The French are well known for their cheeses, but also for their love of frog legs and snails. Normally the snails are cooked in a garlic sauce and taste very similar to garlic mushrooms, just a little more rubbery. Frog’s legs are said to taste similar to chicken wings and can come cooked in a variety of sauces. The most popular seems to be in a tomato and basil sauce, or with garlic and parsley.
A popular dish in South America is cuy chacto (fried guinea pig). They are associated with the rodent family and originate from the wild. Although they are a common pet for children, in South America they have been raised for thousands of years as food and prove very popular with people of all ages.
Escamoles is the larvae of ants found on a tequila plant, and is seen as a real delicacy, often being referred to as insect caviar! They taste nutty and look similar to pine nuts, with a texture similar to cottage cheese. The larvae is normally cooked with spices and butter and can be served alone, with tortillas and guacamole - often looking like macaroni cheese when presented to you in this way. They can also be added to tacos and omelettes to add that extra bit of flavour.
Bet you didn’t expect to see this country in the list, but it is thanks to St Louis, Missouri. A restaurant has become famous for serving fried brain sandwiches. Apparently developed in the late 19th century using cattle brains, today’s brain of choice is pig. It is often hard to describe what the texture is like, but a few people have suggested it’s a cross between pâté and scrambled egg.
Asia produces some extraordinary dishes that are loved by many, but they can seem bizarre to others. For example, the century old egg. These can be duck, quail or chicken eggs, which are preserved in a saline solution, consisting of salt, clay, ash, rice hulls and quicklime. Although the name would suggest they have been preserved for a century, they are in fact preserved for a few weeks to a few months. Apparently quite rich in flavour, these are typically served sliced for breakfast with ginger.
Cambodia's delicacy of choice is fried tarantula, seasoned with chilli, salt and garlic. First, you eat the legs, which are tasty thanks to the seasoning, then if you are really brave you can eat the body. This is where the ‘gloopy’ and ‘puss-like’ substance lives. Apparently a favourite part for locals, but it would appear not so much for foreigners!

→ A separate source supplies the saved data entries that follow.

//! The pattern registry: every recognizer's regular expression, compiled
//! once and shared read-only by all callers.

use once_cell::sync::Lazy;
use regex::Regex;

use crate::error::EngineError;
use crate::types::Network;

/// Identifies one compiled pattern in the registry.
#[derive(Debug, Clone, Copy, PartialEq, Eq, Hash)]
pub enum PatternId {
    NsDomain,
    Emoji,
    Evm,
    Ican,
    BitcoinLegacy,
    BitcoinSegwit,
    BitcoinNativeSegwit,
    LitecoinLegacy,
    LitecoinSegwit,
    LitecoinNativeSegwit,
    Cosmos,
    CardanoPrefix,
    Ripple,
    TronCandidate,
    Tron,
    Solana,
    Polkadot,
    Stellar,
    Algorand,
    CashAddr,
    CashAddrPayload,
}

const BASE58: &str = "1-9A-HJ-NP-Za-km-z";
pub const BECH32_CHARSET: &str = "qpzry9x8gf2tvdw0s3jn54khce6mua7l";
/// A visible emoji base: pictographs and regional indicators.
const PICTOGRAPH: &str = r"[\p{Extended_Pictographic}\x{1F1E6}-\x{1F1FF}]";
/// Skin-tone modifiers and VS16, only ever after a base.
const EMOJI_MODIFIERS: &str = r"[\x{1F3FB}-\x{1F3FF}\x{FE0F}]*";
/// `0`-`9`, `#` or `*`, optional VS16, then the keycap combiner.
const KEYCAP: &str = r"[0-9#*]\x{FE0F}?\x{20E3}";

/// One emoji in a label: a keycap, or a base with its modifiers, optionally
/// joined to further bases by ZWJ. The joiner and selectors never stand alone.
fn emoji_sequence() -> String {
    format!(
        r"{KEYCAP}|{PICTOGRAPH}{EMOJI_MODIFIERS}(?:\x{{200D}}{PICTOGRAPH}{EMOJI_MODIFIERS})*"
    )
}

/// Source table, in `PatternId` declaration order.
fn sources() -> Vec<(PatternId, String)> {
    vec![
        (
            PatternId::NsDomain,
            format!(r"^(?:(?:[A-Za-z0-9\-]|{})+\.)+[A-Za-z]+$", emoji_sequence()),
        ),
        (PatternId::Emoji, format!(r"{PICTOGRAPH}|\x{{20E3}}")),
        (PatternId::Evm, r"^0x[0-9a-fA-F]{40}$".to_string()),
        (
            PatternId::Ican,
            r"(?i)^(cb|ab|ce)([0-9]{2})([0-9a-f]{40})$".to_string(),
        ),
        (PatternId::BitcoinLegacy, format!("^1[{BASE58}]{{25,34}}$")),
        (PatternId::BitcoinSegwit, format!("^3[{BASE58}]{{25,34}}$")),
        (
            PatternId::BitcoinNativeSegwit,
            format!("^(bc1|tb1)[{BECH32_CHARSET}]{{39,59}}$"),
        ),
        (PatternId::LitecoinLegacy, format!("^L[{BASE58}]{{26,33}}$")),
        (PatternId::LitecoinSegwit, format!("^M[{BASE58}]{{26,33}}$")),
        (
            PatternId::LitecoinNativeSegwit,
            format!("^(ltc1|tltc1)[{BECH32_CHARSET}]{{39,59}}$"),
        ),
        (
            PatternId::Cosmos,
            format!(
                "^(cosmos|osmo|juno|axelar|stars|celestia|akash|kava|secret|inj)1[{BECH32_CHARSET}]{{38,58}}$"
            ),
        ),
        (
            PatternId::CardanoPrefix,
            r"^(addr_test|addr|stake_test|stake)1(.*)$".to_string(),
        ),
        (PatternId::Ripple, format!("^r[{BASE58}]{{24,34}}$")),
        (PatternId::TronCandidate, "^T[0-9A-Za-z]{33}$".to_string()),
        (PatternId::Tron, format!("^T[{BASE58}]{{33}}$")),
        (PatternId::Solana, format!("^[{BASE58}]{{32,44}}$")),
        (PatternId::Polkadot, format!("^[{BASE58}]{{47,48}}$")),
        (PatternId::Stellar, "^G[A-Z2-7]{55}$".to_string()),
        (PatternId::Algorand, "^[A-Z2-7]{58}$".to_string()),
        (
            PatternId::CashAddr,
            r"(?i)^(?:(bitcoincash|bchtest):)?([qp][0-9a-z]{41})$".to_string(),
        ),
        (
            PatternId::CashAddrPayload,
            format!("^[qp][{BECH32_CHARSET}]{{41}}$"),
        ),
    ]
}

/// A literal prefix owned by a strict family.
#[derive(Debug, Clone, Copy, PartialEq, Eq)]
pub struct ReservedPrefix {
    pub prefix: &'static str,
    pub owner: Network,
    /// Total lengths the reservation covers, inclusive. `None` covers all.
    pub lengths: Option<(usize, usize)>,
}

impl ReservedPrefix {
    pub const fn new(prefix: &'static str, owner: Network) -> Self {
        Self {
            prefix,
            owner,
            lengths: None,
        }
    }

    /// Limit the reservation to inputs of `min..=max` characters.
    pub const fn within(self, min: usize, max: usize) -> Self {
        Self {
            lengths: Some((min, max)),
            ..self
        }
    }

    pub fn covers(&self, input: &str) -> bool {
        input.starts_with(self.prefix)
            && self.lengths.map_or(true, |(min, max)| {
                (min..=max).contains(&input.chars().count())
            })
    }
}

/// Prefixes a loose base58 family may not claim, longest first.
///
/// Bitcoin's `1` and `3` only hold inside its 26..=35 window: `1` is also
/// the SS58 mainnet prefix, and both start ordinary Solana keys.
pub const RESERVED_PREFIXES: &[ReservedPrefix] = &[
    ReservedPrefix::new("tltc1", Network::Litecoin),
    ReservedPrefix::new("ltc1", Network::Litecoin),
    ReservedPrefix::new("bc1", Network::Bitcoin),
    ReservedPrefix::new("tb1", Network::Bitcoin),
    ReservedPrefix::new("1", Network::Bitcoin).within(26, 35),
    ReservedPrefix::new("3", Network::Bitcoin).within(26, 35),
    ReservedPrefix::new("L", Network::Litecoin),
    ReservedPrefix::new("M", Network::Litecoin),
    ReservedPrefix::new("r", Network::Ripple),
    ReservedPrefix::new("T", Network::Tron),
];

/// Bech32 human-readable parts of the Cosmos family and the chain each names.
pub const COSMOS_CHAINS: &[(&str, &str)] = &[
    ("cosmos", "Cosmos Hub"),
    ("osmo", "Osmosis"),
    ("juno", "Juno"),
    ("axelar", "Axelar"),
    ("stars", "Stargaze"),
    ("celestia", "Celestia"),
    ("akash", "Akash"),
    ("kava", "Kava"),
    ("secret", "Secret Network"),
    ("inj", "Injective"),
];

/// Compiled patterns.
#[derive(Debug)]
pub struct Registry {
    compiled: Vec<(PatternId, Regex)>,
}

impl Registry {
    /// Compile the whole table.
    pub fn compile() -> Result<Self, regex::Error> {
        let compiled = sources()
            .into_iter()
            .map(|(id, source)| Regex::new(&source).map(|re| (id, re)))
            .collect::<Result<Vec<_>, _>>()?;
        Ok(Self { compiled })
    }

    /// Look up a compiled pattern.
    pub fn get(&self, id: PatternId) -> &Regex {
        // The table is built in declaration order.
        let (found, re) = &self.compiled[id as usize];
        debug_assert_eq!(*found, id);
        re
    }

    pub fn is_match(&self, id: PatternId, input: &str) -> bool {
        self.get(id).is_match(input)
    }
}

static REGISTRY: Lazy<Result<Registry, String>> =
    Lazy::new(|| Registry::compile().map_err(|e| e.to_string()));

/// The process-wide registry.
pub fn registry() -> Result<&'static Registry, EngineError> {
    REGISTRY
        .as_ref()
        .map_err(|e| EngineError::Registry(e.clone()))
}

Need a protein boost? Then why not try something that is supposedly said to have the highest amount of protein above all other insects. In fact, a whopping 81% of protein is found in this insect - and it is a wasp! In Omachi, you can buy wasp crackers to munch on for a snack.
The wasps are caught in the nearby countryside, boiled in water, dried and then added to the mix to create a cracker. You’ll find these for sale in gourmet stores and at local markets. They have become quite popular, and have lead to a whole factory opening dedicated to making wasp crackers. A word of warning, watch out for the wings getting stuck in your teeth!